(RECORDS SUPPLIED begins)

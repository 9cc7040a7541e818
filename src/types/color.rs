// SPDX-License-Identifier: MPL-2.0
// This Source Code Form is subject to the terms of the Mozilla Public
// License, v. 2.0. If a copy of the MPL was not distributed with this
// file, You can obtain one at https://mozilla.org/MPL/2.0/.

//! RGB color for the auxiliary lamp.
//!
//! The lamp controller accepts a UDP datagram of the form `r:g:b`, one
//! decimal value per channel in `0..=255`.
//!
//! # Gateway Methods
//!
//! Use [`Color`] with [`set_color()`](crate::Gateway::set_color).

use std::fmt;

use serde::{Deserialize, Serialize};

/// RGB color whose channels may lie outside `0..=255` until clamped.
///
/// Channels are accepted as plain integers so callers can pass computed
/// values directly; [`clamped`](Self::clamped) and [`payload`](Self::payload)
/// bring them into range.
///
/// # Examples
///
/// ```
/// use flipdot_lib::types::Color;
///
/// let color = Color::new(-10, 300, 128);
/// assert_eq!(color.clamped(), Color::new(0, 255, 128));
/// assert_eq!(color.payload(), "0:255:128");
/// ```
#[derive(Debug, Clone, Copy, PartialEq, Eq, Hash, Default, Serialize, Deserialize)]
pub struct Color {
    /// Red channel.
    pub red: i32,
    /// Green channel.
    pub green: i32,
    /// Blue channel.
    pub blue: i32,
}

impl Color {
    /// Lowest channel value sent to the lamp.
    pub const MIN: i32 = 0;
    /// Highest channel value sent to the lamp.
    pub const MAX: i32 = 255;

    /// Lamp off.
    pub const BLACK: Self = Self::new(0, 0, 0);
    /// Full white.
    pub const WHITE: Self = Self::new(255, 255, 255);

    /// Creates a new color.
    #[must_use]
    pub const fn new(red: i32, green: i32, blue: i32) -> Self {
        Self { red, green, blue }
    }

    /// Returns a copy with every channel clamped into `0..=255`.
    #[must_use]
    pub fn clamped(&self) -> Self {
        Self {
            red: self.red.clamp(Self::MIN, Self::MAX),
            green: self.green.clamp(Self::MIN, Self::MAX),
            blue: self.blue.clamp(Self::MIN, Self::MAX),
        }
    }

    /// Whether every channel already lies in `0..=255`.
    #[must_use]
    pub fn is_in_range(&self) -> bool {
        *self == self.clamped()
    }

    /// Serializes the clamped color as the `r:g:b` lamp payload.
    #[must_use]
    pub fn payload(&self) -> String {
        self.clamped().to_string()
    }
}

impl From<(u8, u8, u8)> for Color {
    fn from((red, green, blue): (u8, u8, u8)) -> Self {
        Self::new(i32::from(red), i32::from(green), i32::from(blue))
    }
}

impl fmt::Display for Color {
    fn fmt(&self, f: &mut fmt::Formatter<'_>) -> fmt::Result {
        write!(f, "{}:{}:{}", self.red, self.green, self.blue)
    }
}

(RECORDS SUPPLIED ends)

All the entries above need to be repeated word for word.

repository 9cc7040a7541e818
filename src/types/color.rs
// SPDX-License-Identifier: MPL-2.0
// This Source Code Form is subject to the terms of the Mozilla Public
// License, v. 2.0. If a copy of the MPL was not distributed with this
// file, You can obtain one at https://mozilla.org/MPL/2.0/.

//! RGB color for the auxiliary lamp.
//!
//! The lamp controller accepts a UDP datagram of the form `r:g:b`, one
//! decimal value per channel in `0..=255`.
//!
//! # Gateway Methods
//!
//! Use [`Color`] with [`set_color()`](crate::Gateway::set_color).

use std::fmt;

use serde::{Deserialize, Serialize};

/// RGB color whose channels may lie outside `0..=255` until clamped.
///
/// Channels are accepted as plain integers so callers can pass computed
/// values directly; [`clamped`](Self::clamped) and [`payload`](Self::payload)
/// bring them into range.
///
/// # Examples
///
/// ```
/// use flipdot_lib::types::Color;
///
/// let color = Color::new(-10, 300, 128);
/// assert_eq!(color.clamped(), Color::new(0, 255, 128));
/// assert_eq!(color.payload(), "0:255:128");
/// ```
#[derive(Debug, Clone, Copy, PartialEq, Eq, Hash, Default, Serialize, Deserialize)]
pub struct Color {
    /// Red channel.
    pub red: i32,
    /// Green channel.
    pub green: i32,
    /// Blue channel.
    pub blue: i32,
}

impl Color {
    /// Lowest channel value sent to the lamp.
    pub const MIN: i32 = 0;
    /// Highest channel value sent to the lamp.
    pub const MAX: i32 = 255;

    /// Lamp off.
    pub const BLACK: Self = Self::new(0, 0, 0);
    /// Full white.
    pub const WHITE: Self = Self::new(255, 255, 255);

    /// Creates a new color.
    #[must_use]
    pub const fn new(red: i32, green: i32, blue: i32) -> Self {
        Self { red, green, blue }
    }

    /// Returns a copy with every channel clamped into `0..=255`.
    #[must_use]
    pub fn clamped(&self) -> Self {
        Self {
            red: self.red.clamp(Self::MIN, Self::MAX),
            green: self.green.clamp(Self::MIN, Self::MAX),
            blue: self.blue.clamp(Self::MIN, Self::MAX),
        }
    }

    /// Whether every channel already lies in `0..=255`.
    #[must_use]
    pub fn is_in_range(&self) -> bool {
        *self == self.clamped()
    }

    /// Serializes the clamped color as the `r:g:b` lamp payload.
    #[must_use]
    pub fn payload(&self) -> String {
        self.clamped().to_string()
    }
}

impl From<(u8, u8, u8)> for Color {
    fn from((red, green, blue): (u8, u8, u8)) -> Self {
        Self::new(i32::from(red), i32::from(green), i32::from(blue))
    }
}

impl fmt::Display for Color {
    fn fmt(&self, f: &mut fmt::Formatter<'_>) -> fmt::Result {
        write!(f, "{}:{}:{}", self.red, self.green, self.blue)
    }
}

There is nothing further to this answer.